→ **DATA FOR REVIEW**
>>>
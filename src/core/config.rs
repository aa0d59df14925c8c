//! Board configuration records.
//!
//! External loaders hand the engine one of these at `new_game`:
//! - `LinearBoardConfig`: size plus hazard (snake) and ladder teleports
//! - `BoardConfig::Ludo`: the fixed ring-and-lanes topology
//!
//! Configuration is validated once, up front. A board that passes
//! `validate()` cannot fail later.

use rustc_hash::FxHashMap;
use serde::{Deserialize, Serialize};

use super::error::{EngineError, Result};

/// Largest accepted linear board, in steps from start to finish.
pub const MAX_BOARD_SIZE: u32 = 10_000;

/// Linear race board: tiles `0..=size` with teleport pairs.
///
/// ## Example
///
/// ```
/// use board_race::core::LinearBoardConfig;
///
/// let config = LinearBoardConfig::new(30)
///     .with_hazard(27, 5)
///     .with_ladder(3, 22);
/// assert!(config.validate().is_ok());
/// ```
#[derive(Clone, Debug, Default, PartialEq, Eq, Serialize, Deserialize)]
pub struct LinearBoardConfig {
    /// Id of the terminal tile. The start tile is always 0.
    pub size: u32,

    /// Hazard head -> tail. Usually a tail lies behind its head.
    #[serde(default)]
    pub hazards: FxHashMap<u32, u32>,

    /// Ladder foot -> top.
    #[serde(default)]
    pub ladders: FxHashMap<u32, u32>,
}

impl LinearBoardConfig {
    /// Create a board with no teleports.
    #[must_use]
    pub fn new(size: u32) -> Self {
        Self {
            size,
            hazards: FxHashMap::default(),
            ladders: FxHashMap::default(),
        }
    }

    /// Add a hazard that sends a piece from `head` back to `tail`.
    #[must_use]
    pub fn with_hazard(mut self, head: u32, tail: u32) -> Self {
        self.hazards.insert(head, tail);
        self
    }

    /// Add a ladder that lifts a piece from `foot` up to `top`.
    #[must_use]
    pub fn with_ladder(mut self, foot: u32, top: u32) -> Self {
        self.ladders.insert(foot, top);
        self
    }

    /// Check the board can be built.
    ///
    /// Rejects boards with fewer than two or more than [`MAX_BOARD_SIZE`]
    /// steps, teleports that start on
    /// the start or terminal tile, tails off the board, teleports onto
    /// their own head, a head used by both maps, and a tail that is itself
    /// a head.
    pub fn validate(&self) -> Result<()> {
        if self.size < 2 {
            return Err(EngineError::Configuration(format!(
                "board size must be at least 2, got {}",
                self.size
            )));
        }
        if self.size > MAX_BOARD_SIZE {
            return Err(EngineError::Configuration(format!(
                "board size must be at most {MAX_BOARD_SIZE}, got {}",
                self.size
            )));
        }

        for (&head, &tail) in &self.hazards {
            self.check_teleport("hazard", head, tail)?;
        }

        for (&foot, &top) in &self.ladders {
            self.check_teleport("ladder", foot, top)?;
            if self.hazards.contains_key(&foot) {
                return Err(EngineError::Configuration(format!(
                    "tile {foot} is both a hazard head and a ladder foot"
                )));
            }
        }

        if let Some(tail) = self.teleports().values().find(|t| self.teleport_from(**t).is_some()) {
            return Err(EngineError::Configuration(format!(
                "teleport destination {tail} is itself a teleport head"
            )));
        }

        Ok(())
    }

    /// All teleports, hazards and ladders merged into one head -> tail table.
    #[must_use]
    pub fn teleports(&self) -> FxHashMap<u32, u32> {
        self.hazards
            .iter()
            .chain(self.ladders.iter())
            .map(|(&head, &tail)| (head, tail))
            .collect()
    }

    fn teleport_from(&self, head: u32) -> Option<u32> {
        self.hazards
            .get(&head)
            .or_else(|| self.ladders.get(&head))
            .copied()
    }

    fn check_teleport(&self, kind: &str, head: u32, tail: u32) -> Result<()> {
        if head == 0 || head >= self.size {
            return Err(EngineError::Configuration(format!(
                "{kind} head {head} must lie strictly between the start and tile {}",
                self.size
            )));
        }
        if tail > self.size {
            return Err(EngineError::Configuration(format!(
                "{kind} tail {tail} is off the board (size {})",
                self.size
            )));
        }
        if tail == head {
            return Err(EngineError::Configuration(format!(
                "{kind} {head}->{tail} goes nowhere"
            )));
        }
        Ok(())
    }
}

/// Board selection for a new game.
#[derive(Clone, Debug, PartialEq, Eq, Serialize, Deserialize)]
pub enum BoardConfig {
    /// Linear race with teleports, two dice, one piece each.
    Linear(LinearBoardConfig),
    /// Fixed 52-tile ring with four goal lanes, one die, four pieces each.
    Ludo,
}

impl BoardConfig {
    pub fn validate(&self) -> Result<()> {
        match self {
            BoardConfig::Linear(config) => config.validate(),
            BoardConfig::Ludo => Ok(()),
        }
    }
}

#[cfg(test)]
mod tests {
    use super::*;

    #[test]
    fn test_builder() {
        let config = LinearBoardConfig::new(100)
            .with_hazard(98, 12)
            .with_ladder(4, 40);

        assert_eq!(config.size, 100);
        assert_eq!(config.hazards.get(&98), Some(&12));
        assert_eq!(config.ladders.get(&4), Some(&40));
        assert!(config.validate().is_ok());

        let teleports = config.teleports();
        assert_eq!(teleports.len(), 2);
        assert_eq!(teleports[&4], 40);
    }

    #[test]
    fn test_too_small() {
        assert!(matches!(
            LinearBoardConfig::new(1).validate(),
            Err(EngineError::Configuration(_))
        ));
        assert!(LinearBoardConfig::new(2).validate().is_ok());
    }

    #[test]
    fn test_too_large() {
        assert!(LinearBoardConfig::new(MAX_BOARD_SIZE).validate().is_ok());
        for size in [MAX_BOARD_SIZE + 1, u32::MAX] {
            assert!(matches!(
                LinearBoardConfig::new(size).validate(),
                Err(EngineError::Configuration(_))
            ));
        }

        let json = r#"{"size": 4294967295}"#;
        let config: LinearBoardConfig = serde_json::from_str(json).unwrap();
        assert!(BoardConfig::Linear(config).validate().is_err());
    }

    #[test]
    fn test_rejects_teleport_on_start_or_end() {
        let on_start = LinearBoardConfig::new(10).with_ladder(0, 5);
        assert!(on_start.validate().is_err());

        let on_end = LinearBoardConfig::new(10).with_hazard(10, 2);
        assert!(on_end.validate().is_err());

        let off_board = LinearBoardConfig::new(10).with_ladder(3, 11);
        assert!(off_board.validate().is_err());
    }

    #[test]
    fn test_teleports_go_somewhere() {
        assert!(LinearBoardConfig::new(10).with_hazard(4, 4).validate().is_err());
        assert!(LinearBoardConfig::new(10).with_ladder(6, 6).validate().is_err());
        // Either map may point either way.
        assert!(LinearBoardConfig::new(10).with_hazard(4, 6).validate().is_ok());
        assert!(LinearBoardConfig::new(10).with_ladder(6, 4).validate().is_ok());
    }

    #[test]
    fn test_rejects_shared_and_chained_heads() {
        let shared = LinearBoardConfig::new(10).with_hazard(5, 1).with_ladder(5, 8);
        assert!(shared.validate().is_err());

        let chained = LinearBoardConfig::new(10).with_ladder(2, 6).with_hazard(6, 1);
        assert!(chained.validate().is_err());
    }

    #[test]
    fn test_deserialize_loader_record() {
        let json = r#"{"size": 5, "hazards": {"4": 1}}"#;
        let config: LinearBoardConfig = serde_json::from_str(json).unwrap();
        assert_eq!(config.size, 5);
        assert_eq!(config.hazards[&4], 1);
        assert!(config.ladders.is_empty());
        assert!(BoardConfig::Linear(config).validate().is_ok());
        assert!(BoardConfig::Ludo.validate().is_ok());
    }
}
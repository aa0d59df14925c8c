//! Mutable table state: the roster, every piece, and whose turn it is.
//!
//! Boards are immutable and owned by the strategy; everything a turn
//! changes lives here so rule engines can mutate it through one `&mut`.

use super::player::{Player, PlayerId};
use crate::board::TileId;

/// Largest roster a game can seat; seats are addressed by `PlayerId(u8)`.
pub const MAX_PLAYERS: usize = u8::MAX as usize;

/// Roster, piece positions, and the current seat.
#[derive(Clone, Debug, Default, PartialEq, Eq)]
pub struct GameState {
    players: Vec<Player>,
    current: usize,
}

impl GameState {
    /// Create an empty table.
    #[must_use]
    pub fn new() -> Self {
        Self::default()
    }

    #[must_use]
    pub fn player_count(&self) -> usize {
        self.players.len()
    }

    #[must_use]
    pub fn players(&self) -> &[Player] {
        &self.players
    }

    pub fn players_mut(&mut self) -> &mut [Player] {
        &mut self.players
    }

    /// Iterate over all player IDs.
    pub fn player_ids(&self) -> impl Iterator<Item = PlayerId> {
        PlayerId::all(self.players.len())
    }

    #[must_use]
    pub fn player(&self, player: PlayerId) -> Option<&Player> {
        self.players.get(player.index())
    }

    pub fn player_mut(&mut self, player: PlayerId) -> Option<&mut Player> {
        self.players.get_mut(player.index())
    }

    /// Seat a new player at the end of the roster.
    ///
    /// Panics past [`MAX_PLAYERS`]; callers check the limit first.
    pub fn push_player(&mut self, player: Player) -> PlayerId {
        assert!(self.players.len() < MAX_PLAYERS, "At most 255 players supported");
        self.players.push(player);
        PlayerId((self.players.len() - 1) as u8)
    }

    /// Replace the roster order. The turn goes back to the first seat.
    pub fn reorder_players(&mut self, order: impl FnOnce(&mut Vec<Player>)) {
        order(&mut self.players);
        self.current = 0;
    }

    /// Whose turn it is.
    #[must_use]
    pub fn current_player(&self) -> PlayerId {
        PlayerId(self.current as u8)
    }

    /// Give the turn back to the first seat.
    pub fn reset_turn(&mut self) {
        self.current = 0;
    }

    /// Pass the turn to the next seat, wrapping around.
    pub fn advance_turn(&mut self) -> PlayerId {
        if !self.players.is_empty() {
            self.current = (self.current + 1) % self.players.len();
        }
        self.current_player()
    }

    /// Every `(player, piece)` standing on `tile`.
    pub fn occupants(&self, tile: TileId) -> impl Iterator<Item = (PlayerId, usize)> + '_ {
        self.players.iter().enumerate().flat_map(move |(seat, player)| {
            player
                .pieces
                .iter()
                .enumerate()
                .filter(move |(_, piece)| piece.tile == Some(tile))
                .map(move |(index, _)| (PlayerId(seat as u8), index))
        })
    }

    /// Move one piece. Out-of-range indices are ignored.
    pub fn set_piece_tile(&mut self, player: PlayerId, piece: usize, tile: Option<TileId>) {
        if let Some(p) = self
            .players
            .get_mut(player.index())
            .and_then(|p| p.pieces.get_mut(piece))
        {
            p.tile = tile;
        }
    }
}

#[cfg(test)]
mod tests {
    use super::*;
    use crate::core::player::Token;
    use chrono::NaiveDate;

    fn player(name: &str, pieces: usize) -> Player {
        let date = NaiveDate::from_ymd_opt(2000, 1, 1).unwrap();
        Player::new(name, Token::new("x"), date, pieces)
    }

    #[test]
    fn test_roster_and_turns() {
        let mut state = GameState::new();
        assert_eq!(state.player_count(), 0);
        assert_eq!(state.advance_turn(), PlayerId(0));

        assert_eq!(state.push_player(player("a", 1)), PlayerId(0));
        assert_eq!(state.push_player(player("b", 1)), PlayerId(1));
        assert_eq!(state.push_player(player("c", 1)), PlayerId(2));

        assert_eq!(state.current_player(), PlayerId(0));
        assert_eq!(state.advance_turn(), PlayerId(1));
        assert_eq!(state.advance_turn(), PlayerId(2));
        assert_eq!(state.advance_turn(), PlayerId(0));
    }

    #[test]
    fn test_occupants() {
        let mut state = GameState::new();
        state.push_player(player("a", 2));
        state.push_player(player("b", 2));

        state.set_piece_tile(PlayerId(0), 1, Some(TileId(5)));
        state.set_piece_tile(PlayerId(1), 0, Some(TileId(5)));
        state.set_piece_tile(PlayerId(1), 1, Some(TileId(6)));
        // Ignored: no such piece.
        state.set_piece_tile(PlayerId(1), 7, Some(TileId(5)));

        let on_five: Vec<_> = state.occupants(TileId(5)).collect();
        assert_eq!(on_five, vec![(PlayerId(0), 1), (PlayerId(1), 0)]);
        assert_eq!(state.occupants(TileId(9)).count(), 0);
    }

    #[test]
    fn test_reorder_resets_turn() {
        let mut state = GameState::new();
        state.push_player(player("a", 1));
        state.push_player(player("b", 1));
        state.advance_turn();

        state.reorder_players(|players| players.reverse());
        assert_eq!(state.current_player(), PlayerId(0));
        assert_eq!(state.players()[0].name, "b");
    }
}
<<<
→ **PROBLEM TO WORK ON**
State how many lines above contain the string "that", with no other words.

→ **OUTPUT FOR THIS EXERCISE**
5